Supplied data: Begin

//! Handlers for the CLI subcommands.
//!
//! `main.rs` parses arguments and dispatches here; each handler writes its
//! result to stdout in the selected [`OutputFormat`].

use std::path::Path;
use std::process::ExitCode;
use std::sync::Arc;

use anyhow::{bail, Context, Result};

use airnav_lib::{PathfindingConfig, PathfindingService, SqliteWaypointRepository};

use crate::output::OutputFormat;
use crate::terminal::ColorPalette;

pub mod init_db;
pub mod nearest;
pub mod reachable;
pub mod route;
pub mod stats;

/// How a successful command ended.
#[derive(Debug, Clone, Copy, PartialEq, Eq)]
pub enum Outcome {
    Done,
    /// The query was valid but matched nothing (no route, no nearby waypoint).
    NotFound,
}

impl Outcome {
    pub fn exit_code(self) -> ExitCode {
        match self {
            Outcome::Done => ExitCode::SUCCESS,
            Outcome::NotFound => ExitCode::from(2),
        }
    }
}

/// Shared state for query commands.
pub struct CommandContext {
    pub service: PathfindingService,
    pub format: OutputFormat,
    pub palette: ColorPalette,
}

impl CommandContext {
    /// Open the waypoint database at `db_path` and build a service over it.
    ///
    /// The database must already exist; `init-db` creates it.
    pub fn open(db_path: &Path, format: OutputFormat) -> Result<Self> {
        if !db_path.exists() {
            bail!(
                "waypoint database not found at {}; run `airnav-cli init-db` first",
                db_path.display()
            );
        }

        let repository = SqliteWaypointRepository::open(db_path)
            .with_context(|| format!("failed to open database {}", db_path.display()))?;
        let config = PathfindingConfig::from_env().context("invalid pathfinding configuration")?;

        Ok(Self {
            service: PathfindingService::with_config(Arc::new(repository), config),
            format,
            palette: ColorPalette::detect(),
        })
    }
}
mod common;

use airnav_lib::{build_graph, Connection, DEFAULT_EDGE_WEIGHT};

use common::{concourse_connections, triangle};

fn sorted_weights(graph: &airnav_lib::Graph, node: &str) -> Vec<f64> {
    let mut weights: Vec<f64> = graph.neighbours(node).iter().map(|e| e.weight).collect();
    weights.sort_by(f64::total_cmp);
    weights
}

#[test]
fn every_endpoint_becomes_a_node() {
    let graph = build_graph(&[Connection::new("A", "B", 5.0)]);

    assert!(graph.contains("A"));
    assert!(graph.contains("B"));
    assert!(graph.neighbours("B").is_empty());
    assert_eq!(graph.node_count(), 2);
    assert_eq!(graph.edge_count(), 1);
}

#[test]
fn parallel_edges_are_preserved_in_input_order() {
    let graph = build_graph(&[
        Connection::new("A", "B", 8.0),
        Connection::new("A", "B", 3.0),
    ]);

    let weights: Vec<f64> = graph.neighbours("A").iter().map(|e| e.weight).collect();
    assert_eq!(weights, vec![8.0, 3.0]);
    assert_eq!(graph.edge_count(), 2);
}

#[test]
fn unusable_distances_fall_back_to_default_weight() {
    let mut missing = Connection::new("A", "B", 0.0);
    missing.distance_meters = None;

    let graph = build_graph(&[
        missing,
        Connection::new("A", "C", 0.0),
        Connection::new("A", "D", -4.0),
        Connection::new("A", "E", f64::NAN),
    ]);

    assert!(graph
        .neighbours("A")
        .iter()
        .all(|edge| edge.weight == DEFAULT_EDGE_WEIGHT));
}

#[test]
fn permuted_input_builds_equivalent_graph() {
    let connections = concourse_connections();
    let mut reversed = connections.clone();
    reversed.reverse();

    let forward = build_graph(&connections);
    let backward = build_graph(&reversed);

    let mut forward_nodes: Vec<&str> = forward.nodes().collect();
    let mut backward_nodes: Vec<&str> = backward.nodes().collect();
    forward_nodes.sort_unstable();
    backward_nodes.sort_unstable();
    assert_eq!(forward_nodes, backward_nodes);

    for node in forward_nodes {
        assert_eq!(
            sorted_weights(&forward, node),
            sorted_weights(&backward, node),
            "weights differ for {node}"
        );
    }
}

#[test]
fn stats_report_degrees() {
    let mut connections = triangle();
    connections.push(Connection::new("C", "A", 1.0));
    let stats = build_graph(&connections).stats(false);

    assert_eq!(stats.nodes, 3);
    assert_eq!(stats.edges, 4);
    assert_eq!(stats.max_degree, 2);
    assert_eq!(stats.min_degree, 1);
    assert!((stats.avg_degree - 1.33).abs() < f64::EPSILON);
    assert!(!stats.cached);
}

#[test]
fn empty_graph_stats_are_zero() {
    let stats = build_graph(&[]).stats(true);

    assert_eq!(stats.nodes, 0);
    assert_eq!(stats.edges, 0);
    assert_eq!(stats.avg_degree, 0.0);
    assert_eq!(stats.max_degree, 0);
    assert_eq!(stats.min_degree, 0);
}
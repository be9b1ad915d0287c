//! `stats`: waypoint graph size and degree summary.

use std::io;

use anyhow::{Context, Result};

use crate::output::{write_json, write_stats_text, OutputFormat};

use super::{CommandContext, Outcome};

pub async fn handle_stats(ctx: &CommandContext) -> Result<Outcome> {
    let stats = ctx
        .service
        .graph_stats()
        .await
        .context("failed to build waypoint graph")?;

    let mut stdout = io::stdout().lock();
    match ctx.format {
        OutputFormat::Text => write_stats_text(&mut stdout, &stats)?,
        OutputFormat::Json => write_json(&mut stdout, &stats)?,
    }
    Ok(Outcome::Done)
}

Supplied data: End

## To do
Your task is to repeat every entry exactly.

## Task answer
//! Handlers for the CLI subcommands.
//!
//! `main.rs` parses arguments and dispatches here; each handler writes its
//! result to stdout in the selected [`OutputFormat`].

use std::path::Path;
use std::process::ExitCode;
use std::sync::Arc;

use anyhow::{bail, Context, Result};

use airnav_lib::{PathfindingConfig, PathfindingService, SqliteWaypointRepository};

use crate::output::OutputFormat;
use crate::terminal::ColorPalette;

pub mod init_db;
pub mod nearest;
pub mod reachable;
pub mod route;
pub mod stats;

/// How a successful command ended.
#[derive(Debug, Clone, Copy, PartialEq, Eq)]
pub enum Outcome {
    Done,
    /// The query was valid but matched nothing (no route, no nearby waypoint).
    NotFound,
}

impl Outcome {
    pub fn exit_code(self) -> ExitCode {
        match self {
            Outcome::Done => ExitCode::SUCCESS,
            Outcome::NotFound => ExitCode::from(2),
        }
    }
}

/// Shared state for query commands.
pub struct CommandContext {
    pub service: PathfindingService,
    pub format: OutputFormat,
    pub palette: ColorPalette,
}

impl CommandContext {
    /// Open the waypoint database at `db_path` and build a service over it.
    ///
    /// The database must already exist; `init-db` creates it.
    pub fn open(db_path: &Path, format: OutputFormat) -> Result<Self> {
        if !db_path.exists() {
            bail!(
                "waypoint database not found at {}; run `airnav-cli init-db` first",
                db_path.display()
            );
        }

        let repository = SqliteWaypointRepository::open(db_path)
            .with_context(|| format!("failed to open database {}", db_path.display()))?;
        let config = PathfindingConfig::from_env().context("invalid pathfinding configuration")?;

        Ok(Self {
            service: PathfindingService::with_config(Arc::new(repository), config),
            format,
            palette: ColorPalette::detect(),
        })
    }
}
mod common;

use airnav_lib::{build_graph, Connection, DEFAULT_EDGE_WEIGHT};

use common::{concourse_connections, triangle};

fn sorted_weights(graph: &airnav_lib::Graph, node: &str) -> Vec<f64> {
    let mut weights: Vec<f64> = graph.neighbours(node).iter().map(|e| e.weight).collect();
    weights.sort_by(f64::total_cmp);
    weights
}

#[test]
fn every_endpoint_becomes_a_node() {
    let graph = build_graph(&[Connection::new("A", "B", 5.0)]);

    assert!(graph.contains("A"));
    assert!(graph.contains("B"));
    assert!(graph.neighbours("B").is_empty());
    assert_eq!(graph.node_count(), 2);
    assert_eq!(graph.edge_count(), 1);
}

#[test]
fn parallel_edges_are_preserved_in_input_order() {
    let graph = build_graph(&[
        Connection::new("A", "B", 8.0),
        Connection::new("A", "B", 3.0),
    ]);

    let weights: Vec<f64> = graph.neighbours("A").iter().map(|e| e.weight).collect();
    assert_eq!(weights, vec![8.0, 3.0]);
    assert_eq!(graph.edge_count(), 2);
}

#[test]
fn unusable_distances_fall_back_to_default_weight() {
    let mut missing = Connection::new("A", "B", 0.0);
    missing.distance_meters = None;

    let graph = build_graph(&[
        missing,
        Connection::new("A", "C", 0.0),
        Connection::new("A", "D", -4.0),
        Connection::new("A", "E", f64::NAN),
    ]);

    assert!(graph
        .neighbours("A")
        .iter()
        .all(|edge| edge.weight == DEFAULT_EDGE_WEIGHT));
}

#[test]
fn permuted_input_builds_equivalent_graph() {
    let connections = concourse_connections();
    let mut reversed = connections.clone();
    reversed.reverse();

    let forward = build_graph(&connections);
    let backward = build_graph(&reversed);

    let mut forward_nodes: Vec<&str> = forward.nodes().collect();
    let mut backward_nodes: Vec<&str> = backward.nodes().collect();
    forward_nodes.sort_unstable();
    backward_nodes.sort_unstable();
    assert_eq!(forward_nodes, backward_nodes);

    for node in forward_nodes {
        assert_eq!(
            sorted_weights(&forward, node),
            sorted_weights(&backward, node),
            "weights differ for {node}"
        );
    }
}

#[test]
fn stats_report_degrees() {
    let mut connections = triangle();
    connections.push(Connection::new("C", "A", 1.0));
    let stats = build_graph(&connections).stats(false);

    assert_eq!(stats.nodes, 3);
    assert_eq!(stats.edges, 4);
    assert_eq!(stats.max_degree, 2);
    assert_eq!(stats.min_degree, 1);
    assert!((stats.avg_degree - 1.33).abs() < f64::EPSILON);
    assert!(!stats.cached);
}

#[test]
fn empty_graph_stats_are_zero() {
    let stats = build_graph(&[]).stats(true);

    assert_eq!(stats.nodes, 0);
    assert_eq!(stats.edges, 0);
    assert_eq!(stats.avg_degree, 0.0);
    assert_eq!(stats.max_degree, 0);
    assert_eq!(stats.min_degree, 0);
}
repository be9b1ad915d0287c
//! `stats`: waypoint graph size and degree summary.

use std::io;

use anyhow::{Context, Result};

use crate::output::{write_json, write_stats_text, OutputFormat};

use super::{CommandContext, Outcome};

pub async fn handle_stats(ctx: &CommandContext) -> Result<Outcome> {
    let stats = ctx
        .service
        .graph_stats()
        .await
        .context("failed to build waypoint graph")?;

    let mut stdout = io::stdout().lock();
    match ctx.format {
        OutputFormat::Text => write_stats_text(&mut stdout, &stats)?,
        OutputFormat::Json => write_json(&mut stdout, &stats)?,
    }
    Ok(Outcome::Done)
}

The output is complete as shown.